OK, enough whining. There's a happy ending to this tale. While studying for her USMLE exams, Mika worked as a research post-doc. There, she found that she loved research, working with biological specimens, microscopes, staining and many other things I really don't understand (it's OK, she doesn't understand my work either). Recently, she decided that she would like to switch from pediatrics to pathology--which would let her follow the interests she developed as a post-doc. Last week, she was accepted into the pathology program (the exact transfer date is still up in the air--but it should be soon). This is good news. The pathology residency program has a much-less demanding schedule. Pathologist residents work a more-regular 40-hour week. When they're on call, they just take the pager home with them; then answer maybe one or two phone calls during the night. Now, she has to spend every fourth night at the hospital and does not get to sleep at all.

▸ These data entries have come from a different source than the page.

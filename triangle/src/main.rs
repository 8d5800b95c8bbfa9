mod logging;

use std::{error::Error, path::PathBuf, process::ExitCode};

use kiln::{application, ash::vk, gfx::context::ContextCreateInfo};

fn get_version() -> u32 {
    let mut version_numbers = env!("CARGO_PKG_VERSION")
        .split('.')
        .map(|value| value.parse::<u32>().unwrap_or(0))
        .chain(std::iter::repeat(0));
    let mut next = || version_numbers.next().unwrap_or(0);
    vk::make_api_version(0, next(), next(), next())
}

fn report(err: &dyn Error) {
    log::error!("{err}");
    let mut source = err.source();
    while let Some(cause) = source {
        log::error!("\tcaused by: {cause}");
        source = cause.source();
    }
}

fn main() -> ExitCode {
    let _logger_handle = match logging::init() {
        Ok(handle) => handle,
        Err(err) => {
            eprintln!("failed to set up logging: {err}");
            return ExitCode::FAILURE;
        }
    };

    let window_info = application::WindowCreationInfo::default();
    let context_info = ContextCreateInfo {
        application_name: c"triangle".to_owned(),
        application_version: get_version(),
        shader_dir: PathBuf::from(concat!(env!("CARGO_MANIFEST_DIR"), "/shaders")),
        ..Default::default()
    };

    match application::Application::build(window_info, context_info).run() {
        Ok(()) => ExitCode::SUCCESS,
        Err(err) => {
            report(&err);
            ExitCode::FAILURE
        }
    }
}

So, that part of life should soon get easier.

My summer internship also came to an end. I'm now taking a summer workshop in computational astrobiology (basically applying computer science to the study of where and how life might form in the universe--pretty much the dream science fiction job). So, I'm easing back into the student lifestyle. This should give me more time to spend on my other pursuits (like playing with my daughter and writing).

I hate to promise more frequent posts--that's just asking for trouble. But, the near future (at lest) looks brighter.

Oh, and I shaved my head. No reason.